LISTED ENTRIES: Begin

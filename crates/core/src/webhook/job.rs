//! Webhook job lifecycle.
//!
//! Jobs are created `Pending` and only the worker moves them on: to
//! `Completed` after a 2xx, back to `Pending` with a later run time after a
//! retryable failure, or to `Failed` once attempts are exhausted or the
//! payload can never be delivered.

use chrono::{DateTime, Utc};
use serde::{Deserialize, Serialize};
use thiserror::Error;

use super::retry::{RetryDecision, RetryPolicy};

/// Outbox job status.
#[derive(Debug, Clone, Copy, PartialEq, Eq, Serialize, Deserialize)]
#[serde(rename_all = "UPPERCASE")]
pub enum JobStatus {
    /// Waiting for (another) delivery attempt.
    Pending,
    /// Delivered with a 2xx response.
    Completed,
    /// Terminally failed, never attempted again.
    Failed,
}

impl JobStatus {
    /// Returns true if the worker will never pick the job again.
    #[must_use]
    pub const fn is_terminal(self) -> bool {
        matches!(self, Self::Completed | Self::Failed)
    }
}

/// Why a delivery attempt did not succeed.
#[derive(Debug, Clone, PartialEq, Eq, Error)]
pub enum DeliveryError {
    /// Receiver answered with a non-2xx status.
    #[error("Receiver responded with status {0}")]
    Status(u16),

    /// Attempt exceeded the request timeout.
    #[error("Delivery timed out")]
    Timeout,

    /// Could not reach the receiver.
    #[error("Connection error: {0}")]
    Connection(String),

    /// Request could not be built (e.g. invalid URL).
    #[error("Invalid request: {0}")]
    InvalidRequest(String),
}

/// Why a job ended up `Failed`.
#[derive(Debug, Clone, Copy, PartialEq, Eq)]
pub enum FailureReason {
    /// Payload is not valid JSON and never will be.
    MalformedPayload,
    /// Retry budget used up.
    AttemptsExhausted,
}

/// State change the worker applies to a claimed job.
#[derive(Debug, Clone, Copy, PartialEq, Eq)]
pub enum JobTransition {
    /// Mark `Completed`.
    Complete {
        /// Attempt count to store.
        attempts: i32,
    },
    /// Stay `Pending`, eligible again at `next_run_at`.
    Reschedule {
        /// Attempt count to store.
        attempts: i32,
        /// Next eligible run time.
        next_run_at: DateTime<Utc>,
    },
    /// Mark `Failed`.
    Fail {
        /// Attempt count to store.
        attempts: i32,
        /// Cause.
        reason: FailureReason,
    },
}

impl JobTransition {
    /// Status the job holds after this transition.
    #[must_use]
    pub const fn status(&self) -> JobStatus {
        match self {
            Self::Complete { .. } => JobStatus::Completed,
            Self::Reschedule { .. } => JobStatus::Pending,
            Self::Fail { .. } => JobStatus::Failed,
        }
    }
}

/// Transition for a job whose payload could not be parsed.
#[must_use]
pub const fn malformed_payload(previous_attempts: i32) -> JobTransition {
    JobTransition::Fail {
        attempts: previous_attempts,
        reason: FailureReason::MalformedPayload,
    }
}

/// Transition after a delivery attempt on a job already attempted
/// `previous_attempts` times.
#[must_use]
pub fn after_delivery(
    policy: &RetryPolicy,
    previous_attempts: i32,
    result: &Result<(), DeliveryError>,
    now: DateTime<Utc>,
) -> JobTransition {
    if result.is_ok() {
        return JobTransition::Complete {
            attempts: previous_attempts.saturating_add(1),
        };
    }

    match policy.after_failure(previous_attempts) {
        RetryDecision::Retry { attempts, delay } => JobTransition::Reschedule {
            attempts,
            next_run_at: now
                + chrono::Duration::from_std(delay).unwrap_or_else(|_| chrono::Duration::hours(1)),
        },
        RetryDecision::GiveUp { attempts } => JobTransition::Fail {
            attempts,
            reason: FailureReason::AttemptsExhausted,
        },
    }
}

LISTED ENTRIES: End

TASK OBJECTIVE — Write out each entry again, character for character.

REPLY TO THE TASK —
filename crates/core/src/webhook/job.rs
//! Webhook job lifecycle.
//!
//! Jobs are created `Pending` and only the worker moves them on: to
//! `Completed` after a 2xx, back to `Pending` with a later run time after a
//! retryable failure, or to `Failed` once attempts are exhausted or the
//! payload can never be delivered.

use chrono::{DateTime, Utc};
use serde::{Deserialize, Serialize};
use thiserror::Error;

use super::retry::{RetryDecision, RetryPolicy};

/// Outbox job status.
#[derive(Debug, Clone, Copy, PartialEq, Eq, Serialize, Deserialize)]
#[serde(rename_all = "UPPERCASE")]
pub enum JobStatus {
    /// Waiting for (another) delivery attempt.
    Pending,
    /// Delivered with a 2xx response.
    Completed,
    /// Terminally failed, never attempted again.
    Failed,
}

impl JobStatus {
    /// Returns true if the worker will never pick the job again.
    #[must_use]
    pub const fn is_terminal(self) -> bool {
        matches!(self, Self::Completed | Self::Failed)
    }
}

/// Why a delivery attempt did not succeed.
#[derive(Debug, Clone, PartialEq, Eq, Error)]
pub enum DeliveryError {
    /// Receiver answered with a non-2xx status.
    #[error("Receiver responded with status {0}")]
    Status(u16),

    /// Attempt exceeded the request timeout.
    #[error("Delivery timed out")]
    Timeout,

    /// Could not reach the receiver.
    #[error("Connection error: {0}")]
    Connection(String),

    /// Request could not be built (e.g. invalid URL).
    #[error("Invalid request: {0}")]
    InvalidRequest(String),
}

/// Why a job ended up `Failed`.
#[derive(Debug, Clone, Copy, PartialEq, Eq)]
pub enum FailureReason {
    /// Payload is not valid JSON and never will be.
    MalformedPayload,
    /// Retry budget used up.
    AttemptsExhausted,
}

/// State change the worker applies to a claimed job.
#[derive(Debug, Clone, Copy, PartialEq, Eq)]
pub enum JobTransition {
    /// Mark `Completed`.
    Complete {
        /// Attempt count to store.
        attempts: i32,
    },
    /// Stay `Pending`, eligible again at `next_run_at`.
    Reschedule {
        /// Attempt count to store.
        attempts: i32,
        /// Next eligible run time.
        next_run_at: DateTime<Utc>,
    },
    /// Mark `Failed`.
    Fail {
        /// Attempt count to store.
        attempts: i32,
        /// Cause.
        reason: FailureReason,
    },
}

impl JobTransition {
    /// Status the job holds after this transition.
    #[must_use]
    pub const fn status(&self) -> JobStatus {
        match self {
            Self::Complete { .. } => JobStatus::Completed,
            Self::Reschedule { .. } => JobStatus::Pending,
            Self::Fail { .. } => JobStatus::Failed,
        }
    }
}

/// Transition for a job whose payload could not be parsed.
#[must_use]
pub const fn malformed_payload(previous_attempts: i32) -> JobTransition {
    JobTransition::Fail {
        attempts: previous_attempts,
        reason: FailureReason::MalformedPayload,
    }
}

/// Transition after a delivery attempt on a job already attempted
/// `previous_attempts` times.
#[must_use]
pub fn after_delivery(
    policy: &RetryPolicy,
    previous_attempts: i32,
    result: &Result<(), DeliveryError>,
    now: DateTime<Utc>,
) -> JobTransition {
    if result.is_ok() {
        return JobTransition::Complete {
            attempts: previous_attempts.saturating_add(1),
        };
    }

    match policy.after_failure(previous_attempts) {
        RetryDecision::Retry { attempts, delay } => JobTransition::Reschedule {
            attempts,
            next_run_at: now
                + chrono::Duration::from_std(delay).unwrap_or_else(|_| chrono::Duration::hours(1)),
        },
        RetryDecision::GiveUp { attempts } => JobTransition::Fail {
            attempts,
            reason: FailureReason::AttemptsExhausted,
        },
    }
}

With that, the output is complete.